(Beginning of RECORD EXTRACTS)

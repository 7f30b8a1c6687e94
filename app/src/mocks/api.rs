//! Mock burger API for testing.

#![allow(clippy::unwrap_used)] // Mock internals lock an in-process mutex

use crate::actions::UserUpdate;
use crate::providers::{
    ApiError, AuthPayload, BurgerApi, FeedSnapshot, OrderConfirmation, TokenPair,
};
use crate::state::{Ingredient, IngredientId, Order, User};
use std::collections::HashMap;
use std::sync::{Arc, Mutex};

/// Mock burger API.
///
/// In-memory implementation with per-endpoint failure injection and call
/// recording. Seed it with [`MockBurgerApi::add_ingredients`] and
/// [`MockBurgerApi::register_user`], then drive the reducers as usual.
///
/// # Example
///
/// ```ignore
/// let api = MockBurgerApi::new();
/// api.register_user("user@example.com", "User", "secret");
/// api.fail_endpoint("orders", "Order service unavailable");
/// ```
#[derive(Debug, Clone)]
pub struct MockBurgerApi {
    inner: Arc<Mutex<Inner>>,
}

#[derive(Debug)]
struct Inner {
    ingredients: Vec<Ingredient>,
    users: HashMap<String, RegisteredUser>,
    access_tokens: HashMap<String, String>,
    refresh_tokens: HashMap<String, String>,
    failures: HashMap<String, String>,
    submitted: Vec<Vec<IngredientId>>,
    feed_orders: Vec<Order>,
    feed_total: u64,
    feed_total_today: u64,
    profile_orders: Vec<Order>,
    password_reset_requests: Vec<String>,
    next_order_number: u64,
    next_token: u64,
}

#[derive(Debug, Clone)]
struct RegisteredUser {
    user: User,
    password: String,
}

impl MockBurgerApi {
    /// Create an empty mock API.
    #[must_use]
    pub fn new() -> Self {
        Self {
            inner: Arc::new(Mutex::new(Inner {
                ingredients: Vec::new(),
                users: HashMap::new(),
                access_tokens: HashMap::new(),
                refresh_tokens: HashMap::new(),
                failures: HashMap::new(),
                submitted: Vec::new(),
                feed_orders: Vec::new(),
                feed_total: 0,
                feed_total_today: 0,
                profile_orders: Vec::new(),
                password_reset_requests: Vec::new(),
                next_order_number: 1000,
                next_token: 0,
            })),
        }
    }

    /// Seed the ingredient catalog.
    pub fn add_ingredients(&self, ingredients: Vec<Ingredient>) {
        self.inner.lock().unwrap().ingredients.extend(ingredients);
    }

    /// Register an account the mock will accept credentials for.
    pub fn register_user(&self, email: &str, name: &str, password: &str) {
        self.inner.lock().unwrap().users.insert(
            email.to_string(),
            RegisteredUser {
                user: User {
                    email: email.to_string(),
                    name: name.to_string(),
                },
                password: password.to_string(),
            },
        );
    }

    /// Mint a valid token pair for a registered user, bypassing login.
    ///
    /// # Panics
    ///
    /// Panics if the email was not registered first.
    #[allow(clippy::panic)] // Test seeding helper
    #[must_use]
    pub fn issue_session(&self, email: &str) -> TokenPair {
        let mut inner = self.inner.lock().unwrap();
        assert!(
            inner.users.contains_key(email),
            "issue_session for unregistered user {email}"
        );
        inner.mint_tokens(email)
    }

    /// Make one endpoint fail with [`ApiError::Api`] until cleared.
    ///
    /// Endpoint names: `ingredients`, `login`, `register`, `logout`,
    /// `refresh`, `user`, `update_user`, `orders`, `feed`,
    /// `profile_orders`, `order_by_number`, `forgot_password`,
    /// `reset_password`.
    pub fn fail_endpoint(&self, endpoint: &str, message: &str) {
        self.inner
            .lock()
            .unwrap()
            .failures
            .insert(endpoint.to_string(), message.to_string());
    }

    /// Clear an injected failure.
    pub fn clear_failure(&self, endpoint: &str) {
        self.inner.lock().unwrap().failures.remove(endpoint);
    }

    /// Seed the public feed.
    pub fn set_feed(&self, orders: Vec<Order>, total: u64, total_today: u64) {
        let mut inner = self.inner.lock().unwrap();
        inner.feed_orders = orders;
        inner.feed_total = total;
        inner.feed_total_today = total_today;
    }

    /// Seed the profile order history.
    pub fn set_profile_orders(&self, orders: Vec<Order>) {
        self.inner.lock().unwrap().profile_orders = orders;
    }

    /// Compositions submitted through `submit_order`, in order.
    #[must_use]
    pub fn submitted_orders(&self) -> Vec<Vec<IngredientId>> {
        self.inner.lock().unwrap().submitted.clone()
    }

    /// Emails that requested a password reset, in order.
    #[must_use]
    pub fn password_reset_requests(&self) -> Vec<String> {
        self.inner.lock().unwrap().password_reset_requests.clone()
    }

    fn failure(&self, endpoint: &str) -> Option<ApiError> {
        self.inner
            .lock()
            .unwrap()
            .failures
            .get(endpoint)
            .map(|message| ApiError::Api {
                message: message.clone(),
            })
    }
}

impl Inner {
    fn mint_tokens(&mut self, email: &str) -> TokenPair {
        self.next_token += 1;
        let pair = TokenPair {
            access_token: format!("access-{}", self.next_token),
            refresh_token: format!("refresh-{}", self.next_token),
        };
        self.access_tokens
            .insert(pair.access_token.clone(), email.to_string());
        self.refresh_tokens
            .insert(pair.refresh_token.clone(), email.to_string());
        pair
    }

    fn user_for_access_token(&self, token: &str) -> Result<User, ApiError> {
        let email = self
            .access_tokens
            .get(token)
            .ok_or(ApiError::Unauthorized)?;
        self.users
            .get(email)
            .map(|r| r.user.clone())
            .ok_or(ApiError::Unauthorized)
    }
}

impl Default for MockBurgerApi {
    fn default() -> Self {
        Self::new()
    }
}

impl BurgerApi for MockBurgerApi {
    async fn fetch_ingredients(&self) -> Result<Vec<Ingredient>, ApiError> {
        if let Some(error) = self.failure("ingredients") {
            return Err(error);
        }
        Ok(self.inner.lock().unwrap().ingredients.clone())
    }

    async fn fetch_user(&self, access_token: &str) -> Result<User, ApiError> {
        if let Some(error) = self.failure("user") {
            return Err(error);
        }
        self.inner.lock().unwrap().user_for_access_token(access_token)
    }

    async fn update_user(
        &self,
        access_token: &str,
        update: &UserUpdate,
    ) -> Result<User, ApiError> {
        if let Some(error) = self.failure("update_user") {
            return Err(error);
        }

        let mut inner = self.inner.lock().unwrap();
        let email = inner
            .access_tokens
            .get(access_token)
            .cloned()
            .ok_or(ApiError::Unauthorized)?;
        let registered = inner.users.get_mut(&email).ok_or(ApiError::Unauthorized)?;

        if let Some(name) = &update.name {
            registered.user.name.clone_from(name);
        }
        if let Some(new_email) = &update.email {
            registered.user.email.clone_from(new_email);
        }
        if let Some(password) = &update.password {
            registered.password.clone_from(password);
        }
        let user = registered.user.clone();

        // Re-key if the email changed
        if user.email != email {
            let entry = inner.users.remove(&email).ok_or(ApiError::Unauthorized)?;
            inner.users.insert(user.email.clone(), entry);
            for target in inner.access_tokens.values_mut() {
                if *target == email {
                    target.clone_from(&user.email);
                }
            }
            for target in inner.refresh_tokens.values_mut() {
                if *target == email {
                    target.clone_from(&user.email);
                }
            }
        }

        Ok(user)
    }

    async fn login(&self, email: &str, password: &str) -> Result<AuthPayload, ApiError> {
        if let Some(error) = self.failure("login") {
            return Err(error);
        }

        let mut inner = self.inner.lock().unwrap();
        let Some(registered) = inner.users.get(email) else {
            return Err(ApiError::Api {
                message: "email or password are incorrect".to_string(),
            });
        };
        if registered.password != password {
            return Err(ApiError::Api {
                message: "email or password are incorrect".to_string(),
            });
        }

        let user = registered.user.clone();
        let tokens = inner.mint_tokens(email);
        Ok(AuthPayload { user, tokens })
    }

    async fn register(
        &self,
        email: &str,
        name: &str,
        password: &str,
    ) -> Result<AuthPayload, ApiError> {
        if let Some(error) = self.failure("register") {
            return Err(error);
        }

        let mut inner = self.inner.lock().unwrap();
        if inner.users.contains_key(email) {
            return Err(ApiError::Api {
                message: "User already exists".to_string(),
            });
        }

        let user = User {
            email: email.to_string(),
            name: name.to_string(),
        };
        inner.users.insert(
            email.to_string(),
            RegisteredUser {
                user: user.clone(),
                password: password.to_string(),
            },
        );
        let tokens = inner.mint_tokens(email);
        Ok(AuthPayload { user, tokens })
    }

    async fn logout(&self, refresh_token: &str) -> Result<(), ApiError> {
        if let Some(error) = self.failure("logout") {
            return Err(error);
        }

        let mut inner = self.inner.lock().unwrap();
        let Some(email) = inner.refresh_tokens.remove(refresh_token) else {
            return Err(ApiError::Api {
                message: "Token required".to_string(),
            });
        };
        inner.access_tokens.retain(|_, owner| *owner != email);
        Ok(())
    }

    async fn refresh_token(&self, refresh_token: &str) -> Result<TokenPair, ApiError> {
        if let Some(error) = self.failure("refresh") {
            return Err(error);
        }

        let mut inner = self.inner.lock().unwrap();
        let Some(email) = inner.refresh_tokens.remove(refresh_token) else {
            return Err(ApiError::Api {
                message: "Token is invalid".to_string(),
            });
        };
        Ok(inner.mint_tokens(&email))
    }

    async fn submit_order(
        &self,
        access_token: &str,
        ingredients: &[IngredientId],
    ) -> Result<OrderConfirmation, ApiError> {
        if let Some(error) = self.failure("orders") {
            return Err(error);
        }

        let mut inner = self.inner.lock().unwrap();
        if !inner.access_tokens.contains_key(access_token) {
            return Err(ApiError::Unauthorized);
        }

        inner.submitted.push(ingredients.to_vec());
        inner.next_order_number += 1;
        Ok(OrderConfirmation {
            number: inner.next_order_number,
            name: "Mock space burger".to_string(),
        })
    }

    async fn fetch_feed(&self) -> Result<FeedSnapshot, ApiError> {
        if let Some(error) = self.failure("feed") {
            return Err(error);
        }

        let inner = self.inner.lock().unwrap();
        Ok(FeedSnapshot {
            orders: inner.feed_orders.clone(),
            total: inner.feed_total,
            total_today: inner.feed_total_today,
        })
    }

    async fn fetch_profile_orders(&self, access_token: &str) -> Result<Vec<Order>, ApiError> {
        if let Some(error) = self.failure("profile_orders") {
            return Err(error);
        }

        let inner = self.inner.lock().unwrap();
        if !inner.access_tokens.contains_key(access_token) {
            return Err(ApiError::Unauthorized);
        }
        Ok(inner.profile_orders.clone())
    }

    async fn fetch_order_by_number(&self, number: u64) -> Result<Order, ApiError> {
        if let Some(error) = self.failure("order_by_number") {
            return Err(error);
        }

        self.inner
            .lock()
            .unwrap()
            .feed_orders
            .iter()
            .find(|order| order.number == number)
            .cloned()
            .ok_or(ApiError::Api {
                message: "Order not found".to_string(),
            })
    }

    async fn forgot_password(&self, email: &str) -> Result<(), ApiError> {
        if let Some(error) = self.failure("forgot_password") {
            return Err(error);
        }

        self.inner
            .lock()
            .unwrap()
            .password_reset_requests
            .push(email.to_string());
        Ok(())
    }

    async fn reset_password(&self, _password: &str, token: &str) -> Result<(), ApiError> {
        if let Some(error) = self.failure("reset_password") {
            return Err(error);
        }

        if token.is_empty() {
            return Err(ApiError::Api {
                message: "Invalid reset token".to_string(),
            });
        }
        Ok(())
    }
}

(End of RECORD EXTRACTS)
(Beginning of RECORD EXTRACTS)

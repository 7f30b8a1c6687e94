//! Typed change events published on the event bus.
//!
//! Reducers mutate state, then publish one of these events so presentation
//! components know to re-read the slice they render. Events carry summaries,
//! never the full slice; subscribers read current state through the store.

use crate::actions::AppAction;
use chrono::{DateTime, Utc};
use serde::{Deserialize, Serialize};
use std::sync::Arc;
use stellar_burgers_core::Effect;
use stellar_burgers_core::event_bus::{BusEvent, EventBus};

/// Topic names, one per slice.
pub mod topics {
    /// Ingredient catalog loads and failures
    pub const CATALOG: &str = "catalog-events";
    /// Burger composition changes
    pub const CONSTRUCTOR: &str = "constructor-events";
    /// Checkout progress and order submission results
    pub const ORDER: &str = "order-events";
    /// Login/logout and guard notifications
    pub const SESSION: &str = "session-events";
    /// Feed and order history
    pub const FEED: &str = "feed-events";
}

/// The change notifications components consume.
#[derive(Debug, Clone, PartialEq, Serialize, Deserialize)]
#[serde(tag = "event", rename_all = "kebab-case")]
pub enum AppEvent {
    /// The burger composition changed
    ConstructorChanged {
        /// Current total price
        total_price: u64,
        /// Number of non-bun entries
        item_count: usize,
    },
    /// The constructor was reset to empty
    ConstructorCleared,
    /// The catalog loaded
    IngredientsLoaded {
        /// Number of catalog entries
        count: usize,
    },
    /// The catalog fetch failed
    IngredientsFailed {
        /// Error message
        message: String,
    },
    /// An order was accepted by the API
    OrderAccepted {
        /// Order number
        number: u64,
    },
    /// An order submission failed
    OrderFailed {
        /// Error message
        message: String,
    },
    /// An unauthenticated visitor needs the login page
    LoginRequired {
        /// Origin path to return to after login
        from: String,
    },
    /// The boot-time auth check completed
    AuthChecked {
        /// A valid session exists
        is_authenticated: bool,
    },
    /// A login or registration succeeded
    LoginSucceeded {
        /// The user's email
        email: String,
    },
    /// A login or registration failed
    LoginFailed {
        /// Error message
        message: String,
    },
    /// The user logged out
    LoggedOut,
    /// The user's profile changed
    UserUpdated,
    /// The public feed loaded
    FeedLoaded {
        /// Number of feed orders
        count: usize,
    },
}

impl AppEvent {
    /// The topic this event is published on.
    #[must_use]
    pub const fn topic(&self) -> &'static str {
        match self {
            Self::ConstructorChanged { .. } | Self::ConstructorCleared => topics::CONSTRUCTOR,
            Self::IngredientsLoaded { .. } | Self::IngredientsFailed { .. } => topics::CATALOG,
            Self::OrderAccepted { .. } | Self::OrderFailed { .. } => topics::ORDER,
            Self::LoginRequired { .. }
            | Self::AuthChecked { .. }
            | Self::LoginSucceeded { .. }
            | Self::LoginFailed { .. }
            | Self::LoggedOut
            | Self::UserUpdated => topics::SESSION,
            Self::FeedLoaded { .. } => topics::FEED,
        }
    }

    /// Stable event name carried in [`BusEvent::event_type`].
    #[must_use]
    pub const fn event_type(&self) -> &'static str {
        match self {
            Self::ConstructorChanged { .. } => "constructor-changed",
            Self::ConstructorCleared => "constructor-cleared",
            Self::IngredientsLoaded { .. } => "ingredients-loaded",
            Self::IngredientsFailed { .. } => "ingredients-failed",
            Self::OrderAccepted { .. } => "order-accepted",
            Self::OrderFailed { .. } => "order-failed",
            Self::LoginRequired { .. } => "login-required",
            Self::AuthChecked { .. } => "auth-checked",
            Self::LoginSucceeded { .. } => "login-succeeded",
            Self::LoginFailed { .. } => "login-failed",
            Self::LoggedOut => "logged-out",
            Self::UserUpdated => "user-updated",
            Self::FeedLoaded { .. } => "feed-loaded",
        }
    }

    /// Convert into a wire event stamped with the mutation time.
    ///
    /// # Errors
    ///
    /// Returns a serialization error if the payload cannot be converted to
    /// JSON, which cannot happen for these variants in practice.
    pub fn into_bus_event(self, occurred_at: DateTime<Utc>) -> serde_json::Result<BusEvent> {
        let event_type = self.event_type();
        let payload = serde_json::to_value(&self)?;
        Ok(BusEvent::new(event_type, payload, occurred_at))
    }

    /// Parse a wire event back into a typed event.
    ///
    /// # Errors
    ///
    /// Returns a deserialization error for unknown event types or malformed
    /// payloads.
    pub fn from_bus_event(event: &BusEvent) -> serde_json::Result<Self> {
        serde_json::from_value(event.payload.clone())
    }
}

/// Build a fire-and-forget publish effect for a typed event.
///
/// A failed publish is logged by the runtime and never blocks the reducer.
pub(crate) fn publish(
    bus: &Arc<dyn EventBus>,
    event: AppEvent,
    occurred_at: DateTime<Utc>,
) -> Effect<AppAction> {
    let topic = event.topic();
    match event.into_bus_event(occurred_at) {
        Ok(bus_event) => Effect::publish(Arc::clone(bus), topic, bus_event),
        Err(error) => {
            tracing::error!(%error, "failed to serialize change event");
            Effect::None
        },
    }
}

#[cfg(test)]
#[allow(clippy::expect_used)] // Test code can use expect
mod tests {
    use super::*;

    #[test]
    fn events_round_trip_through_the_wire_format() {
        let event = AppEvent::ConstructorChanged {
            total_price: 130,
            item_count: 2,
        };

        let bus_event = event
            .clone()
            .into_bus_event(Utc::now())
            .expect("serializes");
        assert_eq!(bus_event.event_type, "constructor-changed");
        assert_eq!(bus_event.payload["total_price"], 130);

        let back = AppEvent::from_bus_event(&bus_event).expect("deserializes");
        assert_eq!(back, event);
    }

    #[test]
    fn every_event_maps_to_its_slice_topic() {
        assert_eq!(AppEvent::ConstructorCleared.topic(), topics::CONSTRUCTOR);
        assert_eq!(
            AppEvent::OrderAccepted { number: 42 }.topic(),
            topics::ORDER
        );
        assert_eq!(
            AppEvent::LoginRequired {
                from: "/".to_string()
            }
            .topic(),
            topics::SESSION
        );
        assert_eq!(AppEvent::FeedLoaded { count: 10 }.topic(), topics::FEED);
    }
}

(End of RECORD EXTRACTS)

• _ASSIGNED TASK_:
Search the entries above for "OrderAccepted". Return every line that has it.

• _EXPECTED ANSWER_:
    OrderAccepted {
            Self::OrderAccepted { .. } | Self::OrderFailed { .. } => topics::ORDER,
            Self::OrderAccepted { .. } => "order-accepted",
            AppEvent::OrderAccepted { number: 42 }.topic(),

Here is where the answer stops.